» What you are asked to do: Copy the records below verbatim, from the first line through the line containing "impl Keyed for Folder", inclusive, and output nothing else.

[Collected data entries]
⁂
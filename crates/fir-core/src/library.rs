//! In-memory snapshot of folders and documents, plus the mutation merge contract.
//!
//! A [`Library`] is a cached copy of server state. After a create, update, or
//! delete succeeds on the server, callers either re-fetch or pass the outcome
//! through [`Library::apply_folder`] or [`Library::apply_document`], both
//! backed by [`merge`]. No other code edits the lists.

use chrono::{DateTime, Utc};
use schemars::JsonSchema;
use serde::{Deserialize, Serialize};

use crate::entities::{Document, Folder};
use crate::enums::{ActivityKind, ProcessingStatus};
use crate::errors::CoreError;
use crate::hierarchy::{Crumb, FolderIndex};

/// Records addressable by a stable server identifier.
pub trait Keyed {
    fn key(&self) -> &str;
}

impl Keyed for Folder {
    fn key(&self) -> &str {
        &self.id
    }
}

impl Keyed for Document {
    fn key(&self) -> &str {
        &self.id
    }
}

/// Outcome of a successful server-side mutation.
#[derive(Debug, Clone, PartialEq, Eq)]
pub enum Mutation<T> {
    Created(T),
    Updated(T),
    Deleted(String),
}

/// Merge one mutation into a record list.
///
/// `Created` and `Updated` both upsert by key; they differ only in where a new
/// record lands (`Created` appends, `Updated` replaces in place and appends if
/// the record was not cached). `Deleted` removes every record with the key.
pub fn merge<T: Keyed>(records: &mut Vec<T>, mutation: Mutation<T>) {
    match mutation {
        Mutation::Created(record) => {
            records.retain(|r| r.key() != record.key());
            records.push(record);
        }
        Mutation::Updated(record) => {
            if let Some(slot) = records.iter_mut().find(|r| r.key() == record.key()) {
                *slot = record;
            } else {
                records.push(record);
            }
        }
        Mutation::Deleted(id) => records.retain(|r| r.key() != id),
    }
}

/// Cached folders and documents, loaded together.
#[derive(Debug, Clone, Default, Serialize, Deserialize, JsonSchema, PartialEq, Eq)]
pub struct Library {
    pub folders: Vec<Folder>,
    pub documents: Vec<Document>,
}

impl Library {
    #[must_use]
    pub const fn new(folders: Vec<Folder>, documents: Vec<Document>) -> Self {
        Self { folders, documents }
    }

    #[must_use]
    pub fn index(&self) -> FolderIndex<'_> {
        FolderIndex::new(&self.folders)
    }

    #[must_use]
    pub fn folder(&self, id: &str) -> Option<&Folder> {
        self.folders.iter().find(|f| f.id == id)
    }

    #[must_use]
    pub fn document(&self, id: &str) -> Option<&Document> {
        self.documents.iter().find(|d| d.id == id)
    }

    /// Apply a folder mutation. Deleting a folder also drops its documents
    /// from the cache.
    pub fn apply_folder(&mut self, mutation: Mutation<Folder>) {
        if let Mutation::Deleted(id) = &mutation {
            self.documents
                .retain(|d| d.folder_id.as_deref() != Some(id.as_str()));
        }
        merge(&mut self.folders, mutation);
    }

    pub fn apply_document(&mut self, mutation: Mutation<Document>) {
        merge(&mut self.documents, mutation);
    }

    /// Breadcrumb path for `folder_id` (root when `None`).
    ///
    /// # Errors
    ///
    /// Returns [`CoreError::FolderCycle`] on cyclic folder data.
    pub fn path_to(&self, folder_id: Option<&str>) -> Result<Vec<Crumb>, CoreError> {
        self.index().path_to(folder_id)
    }

    /// Direct children of `parent` (root when `None`), folders first.
    #[must_use]
    pub fn children(&self, parent: Option<&str>) -> Vec<BrowserEntry> {
        let folders = self
            .folders
            .iter()
            .filter(|f| f.parent_id.as_deref() == parent);
        let documents = self
            .documents
            .iter()
            .filter(|d| d.folder_id.as_deref() == parent);
        self.entries(folders, documents)
    }

    /// Case-insensitive search over folder names, document titles, and the
    /// embedded folder name of each document. Folders first.
    #[must_use]
    pub fn search(&self, term: &str) -> Vec<BrowserEntry> {
        let needle = term.to_lowercase();
        let folders = self
            .folders
            .iter()
            .filter(|f| f.name.to_lowercase().contains(&needle));
        let documents = self.documents.iter().filter(|d| {
            d.title.to_lowercase().contains(&needle)
                || d
                    .folder
                    .as_ref()
                    .is_some_and(|f| f.name.to_lowercase().contains(&needle))
        });
        self.entries(folders, documents)
    }

    fn entries<'a>(
        &self,
        folders: impl Iterator<Item = &'a Folder>,
        documents: impl Iterator<Item = &'a Document>,
    ) -> Vec<BrowserEntry> {
        let mut entries: Vec<BrowserEntry> = folders
            .map(|folder| BrowserEntry {
                kind: ActivityKind::Folder,
                id: folder.id.clone(),
                name: folder.name.clone(),
                status: None,
                folders: Some(self.subfolder_count(&folder.id)),
                documents: Some(self.document_count(&folder.id)),
                created_at: folder.created_at,
            })
            .collect();
        entries.extend(documents.map(|doc| BrowserEntry {
            kind: ActivityKind::Document,
            id: doc.id.clone(),
            name: doc.title.clone(),
            status: Some(doc.processing_status),
            folders: None,
            documents: None,
            created_at: doc.created_at,
        }));
        entries
    }

    fn subfolder_count(&self, id: &str) -> usize {
        self.folders
            .iter()
            .filter(|f| f.parent_id.as_deref() == Some(id))
            .count()
    }

    fn document_count(&self, id: &str) -> usize {
        self.documents
            .iter()
            .filter(|d| d.folder_id.as_deref() == Some(id))
            .count()
    }
}

/// One row of the folder browser.
#[derive(Debug, Clone, Serialize, Deserialize, JsonSchema, PartialEq, Eq)]
pub struct BrowserEntry {
    pub kind: ActivityKind,
    pub id: String,
    pub name: String,
    #[serde(default, skip_serializing_if = "Option::is_none")]
    pub status: Option<ProcessingStatus>,
    /// Subfolder count, folders only.
    #[serde(default, skip_serializing_if = "Option::is_none")]
    pub folders: Option<usize>,
    /// Contained document count, folders only.
    #[serde(default, skip_serializing_if = "Option::is_none")]
    pub documents: Option<usize>,
    pub created_at: DateTime<Utc>,
}

#[cfg(test)]
mod tests {
    use chrono::Utc;
    use pretty_assertions::assert_eq;

    use super::*;
    use crate::entities::FolderSummary;

    fn folder(id: &str, name: &str, parent: Option<&str>) -> Folder {
        Folder {
            id: id.into(),
            name: name.into(),
            parent_id: parent.map(str::to_string),
            created_at: Utc::now(),
        }
    }

    fn doc(id: &str, title: &str, folder_id: Option<&str>) -> Document {
        Document {
            id: id.into(),
            title: title.into(),
            file_path: format!("uploads/{id}.pdf"),
            processing_status: ProcessingStatus::Ready,
            created_at: Utc::now(),
            folder_id: folder_id.map(str::to_string),
            error_text: None,
            folder: None,
        }
    }

    fn sample() -> Library {
        Library::new(
            vec![
                folder("pune", "Pune District", None),
                folder("kothrud", "Kothrud PS", Some("pune")),
                folder("nashik", "Nashik District", None),
            ],
            vec![
                doc("d1", "FIR 101/2025 theft", Some("kothrud")),
                doc("d2", "FIR 7/2025 assault", None),
                doc("d3", "FIR 55/2025 fraud", Some("pune")),
            ],
        )
    }

    fn keys(entries: &[BrowserEntry]) -> Vec<&str> {
        entries.iter().map(|e| e.id.as_str()).collect()
    }

    #[test]
    fn root_children_are_folders_then_documents() {
        let library = sample();
        let entries = library.children(None);
        assert_eq!(keys(&entries), vec!["pune", "nashik", "d2"]);
        assert_eq!(entries[0].folders, Some(1));
        assert_eq!(entries[0].documents, Some(1));
        assert_eq!(entries[2].status, Some(ProcessingStatus::Ready));
    }

    #[test]
    fn nested_children() {
        let library = sample();
        assert_eq!(keys(&library.children(Some("pune"))), vec!["kothrud", "d3"]);
        assert_eq!(keys(&library.children(Some("kothrud"))), vec!["d1"]);
    }

    #[test]
    fn search_matches_names_titles_and_embedded_folder() {
        let mut library = sample();
        library.documents[1].folder = Some(FolderSummary {
            name: "Archive".into(),
        });

        assert_eq!(keys(&library.search("DISTRICT")), vec!["pune", "nashik"]);
        assert_eq!(keys(&library.search("fraud")), vec!["d3"]);
        assert_eq!(keys(&library.search("archive")), vec!["d2"]);
    }

    #[test]
    fn created_appends_and_replaces_duplicates() {
        let mut library = sample();
        library.apply_folder(Mutation::Created(folder("satara", "Satara", None)));
        assert_eq!(library.folders.last().unwrap().id, "satara");

        library.apply_folder(Mutation::Created(folder("satara", "Satara District", None)));
        let satara: Vec<_> = library.folders.iter().filter(|f| f.id == "satara").collect();
        assert_eq!(satara.len(), 1);
        assert_eq!(satara[0].name, "Satara District");
    }

    #[test]
    fn updated_replaces_in_place() {
        let mut library = sample();
        library.apply_document(Mutation::Updated(doc("d2", "FIR 7/2025 renamed", None)));
        assert_eq!(library.documents[1].title, "FIR 7/2025 renamed");
        assert_eq!(library.documents.len(), 3);

        library.apply_document(Mutation::Updated(doc("d9", "late arrival", None)));
        assert_eq!(library.documents.len(), 4);
    }

    #[test]
    fn deleting_folder_drops_its_documents() {
        let mut library = sample();
        library.apply_folder(Mutation::Deleted("kothrud".into()));
        assert!(library.folder("kothrud").is_none());
        assert!(library.document("d1").is_none());
        assert_eq!(library.documents.len(), 2);
    }

    #[test]
    fn deleting_document_leaves_folders() {
        let mut library = sample();
        library.apply_document(Mutation::Deleted("d3".into()));
        assert!(library.document("d3").is_none());
        assert_eq!(library.folders.len(), 3);
    }
}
⁂
» Written response:
filename crates/fir-core/src/library.rs
//! In-memory snapshot of folders and documents, plus the mutation merge contract.
//!
//! A [`Library`] is a cached copy of server state. After a create, update, or
//! delete succeeds on the server, callers either re-fetch or pass the outcome
//! through [`Library::apply_folder`] or [`Library::apply_document`], both
//! backed by [`merge`]. No other code edits the lists.

use chrono::{DateTime, Utc};
use schemars::JsonSchema;
use serde::{Deserialize, Serialize};

use crate::entities::{Document, Folder};
use crate::enums::{ActivityKind, ProcessingStatus};
use crate::errors::CoreError;
use crate::hierarchy::{Crumb, FolderIndex};

/// Records addressable by a stable server identifier.
pub trait Keyed {
    fn key(&self) -> &str;
}

impl Keyed for Folder {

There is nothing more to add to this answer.